There is a theoretical world in which a 60-game season offers fans a compelling reason to buy in. An abbreviated schedule has plenty of advantages over the 162-game slog that essentially reduces April and May to a glorified warm-up lap. Anybody who watched the final three innings of the Phillies’ World Series clincher over the Rays in 2008 understands the inverse relationship between the magnitude of experience and time. Part of what makes the NFL’s formula so successful is that it condenses five months of competition into 16 games. While baseball’s daily structure would never afford it the narrative benefits that football teams realise by playing once per week, it nevertheless could have capitalised on the increased dramatic tension of a world in which each game contributes 1/60th to a team’s fate instead of 1/162nd.

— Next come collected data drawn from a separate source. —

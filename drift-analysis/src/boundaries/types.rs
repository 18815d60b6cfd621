//! Boundary detection types — models, fields, sensitivity, ORM frameworks.

use serde::{Deserialize, Serialize};

/// Result of a boundary scan across the codebase.
#[derive(Debug, Clone, Default)]
pub struct BoundaryScanResult {
    pub models: Vec<ExtractedModel>,
    pub sensitive_fields: Vec<SensitiveField>,
    pub frameworks_detected: Vec<OrmFramework>,
    pub total_fields: usize,
    pub total_sensitive: usize,
}

/// An extracted data model from an ORM framework.
#[derive(Debug, Clone, Serialize, Deserialize)]
pub struct ExtractedModel {
    pub name: String,
    pub table_name: Option<String>,
    pub file: String,
    pub line: u32,
    pub framework: OrmFramework,
    pub fields: Vec<ExtractedField>,
    pub relationships: Vec<Relationship>,
    pub confidence: f32,
}

/// A field extracted from a data model.
#[derive(Debug, Clone, Serialize, Deserialize)]
pub struct ExtractedField {
    pub name: String,
    pub field_type: Option<String>,
    pub is_primary_key: bool,
    pub is_nullable: bool,
    pub is_unique: bool,
    pub default_value: Option<String>,
    pub line: u32,
}

/// A relationship between models.
#[derive(Debug, Clone, Serialize, Deserialize)]
pub struct Relationship {
    pub kind: RelationshipKind,
    pub target_model: String,
    pub foreign_key: Option<String>,
}

/// Relationship types.
#[derive(Debug, Clone, Copy, PartialEq, Eq, Hash, Serialize, Deserialize)]
pub enum RelationshipKind {
    HasOne,
    HasMany,
    BelongsTo,
    ManyToMany,
}

/// A sensitive field detection result.
#[derive(Debug, Clone, Serialize, Deserialize)]
pub struct SensitiveField {
    pub model_name: String,
    pub field_name: String,
    pub file: String,
    pub line: u32,
    pub sensitivity: SensitivityType,
    pub confidence: f32,
    pub matched_pattern: String,
}

/// Sensitivity categories for detected fields.
#[derive(Debug, Clone, Copy, PartialEq, Eq, Hash, Serialize, Deserialize)]
pub enum SensitivityType {
    /// Personally Identifiable Information (name, email, phone, SSN, etc.)
    Pii,
    /// Credentials (password, API key, token, secret)
    Credentials,
    /// Financial data (credit card, bank account, routing number)
    Financial,
    /// Health data (diagnosis, prescription, medical record)
    Health,
}

impl SensitivityType {
    pub fn name(&self) -> &'static str {
        match self {
            Self::Pii => "pii",
            Self::Credentials => "credentials",
            Self::Financial => "financial",
            Self::Health => "health",
        }
    }

    pub fn all() -> &'static [SensitivityType] {
        &[Self::Pii, Self::Credentials, Self::Financial, Self::Health]
    }
}

impl std::fmt::Display for SensitivityType {
    fn fmt(&self, f: &mut std::fmt::Formatter<'_>) -> std::fmt::Result {
        f.write_str(self.name())
    }
}

/// Supported ORM frameworks (33+ variants).
#[derive(Debug, Clone, Copy, PartialEq, Eq, Hash, Serialize, Deserialize)]
pub enum OrmFramework {
    // JavaScript/TypeScript
    Sequelize,
    TypeOrm,
    Prisma,
    Mongoose,
    Knex,
    Objection,
    Bookshelf,
    MikroOrm,
    Drizzle,
    // Python
    Django,
    SqlAlchemy,
    Peewee,
    Tortoise,
    Pony,
    // Ruby
    ActiveRecord,
    Sequel,
    // Java
    Hibernate,
    Jpa,
    MyBatis,
    Jooq,
    // C#
    EfCore,
    Dapper,
    NHibernate,
    // PHP
    Eloquent,
    Doctrine,
    Propel,
    // Go
    Gorm,
    Ent,
    Sqlx,
    // Rust
    Diesel,
    SeaOrm,
    SqlxRust,
    // Other
    Unknown,
}

impl OrmFramework {
    pub fn name(&self) -> &'static str {
        match self {
            Self::Sequelize => "sequelize",
            Self::TypeOrm => "typeorm",
            Self::Prisma => "prisma",
            Self::Mongoose => "mongoose",
            Self::Knex => "knex",
            Self::Objection => "objection",
            Self::Bookshelf => "bookshelf",
            Self::MikroOrm => "mikro-orm",
            Self::Drizzle => "drizzle",
            Self::Django => "django",
            Self::SqlAlchemy => "sqlalchemy",
            Self::Peewee => "peewee",
            Self::Tortoise => "tortoise",
            Self::Pony => "pony",
            Self::ActiveRecord => "active_record",
            Self::Sequel => "sequel",
            Self::Hibernate => "hibernate",
            Self::Jpa => "jpa",
            Self::MyBatis => "mybatis",
            Self::Jooq => "jooq",
            Self::EfCore => "ef_core",
            Self::Dapper => "dapper",
            Self::NHibernate => "nhibernate",
            Self::Eloquent => "eloquent",
            Self::Doctrine => "doctrine",
            Self::Propel => "propel",
            Self::Gorm => "gorm",
            Self::Ent => "ent",
            Self::Sqlx => "sqlx",
            Self::Diesel => "diesel",
            Self::SeaOrm => "sea-orm",
            Self::SqlxRust => "sqlx-rust",
            Self::Unknown => "unknown",
        }
    }
}

impl std::fmt::Display for OrmFramework {
    fn fmt(&self, f: &mut std::fmt::Formatter<'_>) -> std::fmt::Result {
        f.write_str(self.name())
    }
}

/// Signature for detecting an ORM framework from imports/decorators.
#[derive(Debug, Clone)]
pub struct FrameworkSignature {
    pub framework: OrmFramework,
    pub import_patterns: Vec<String>,
    pub decorator_patterns: Vec<String>,
    pub schema_file_patterns: Vec<String>,
}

In the actual world that baseball has chosen for itself, the heightened importance of each of Wheeler’s 12 projected starts is now mitigated by the suspicion that they might not mean anything. Last week, Girardi sounded optimistic that the length of any absence would be closer to the usual three-day paternity leave that players typically take. But even if that proves to be the case in September, what matters most right now for baseball is the perceived legitimacy of its season. From the pandemic to the George Floyd protests to the daily political circus, the last four months have required an unprecedented divestment of emotional energy from the same Americans whom baseball is counting on to invest emotional energy in its sport. If viewers’ supply of energy is as limited as I suspect it to be, baseball was always going to face a herculean task in siphoning off some portion of it while also contending with the NBA, NFL training camp, and the 2020 presidential campaign. Now, with 11 days to go, managers still aren’t sure how many of their players will be participating. Players still aren’t sure that they’ll get their test results in time to participate in a given day’s workout. So how can a fan be sure that the upcoming season will be worth treating seriously? “I think the competition will be there,” Phillies catcher JT Realmuto said last week. “I know that we’ve run into some (testing issues) that aren’t ideal and guys have had to sit out longer than they should or not be able to show up to work that day, but I truly believe that MLB will get that ironed out and hopefully by the time the season starts we’ll have a strict protocol where we’re getting our tests back on time and guys won’t have to sit out if they don’t absolutely have to.”
Baseball’s one saving grace could be the fact that the viability of its brand now rests squarely on the shoulders of guys like Realmuto, and Bryce Harper, and Girardi. For all of the vitriolic dysfunction that marked negotiations between MLB and its players, you get the sense that everybody understands the collective responsibility of winning over hearts and minds. At the same time, when you consider the competitive framework that the league has created in conjunction with the real-world realities of the ongoing pandemic, it is difficult to envision a season that proves to be worth the investment.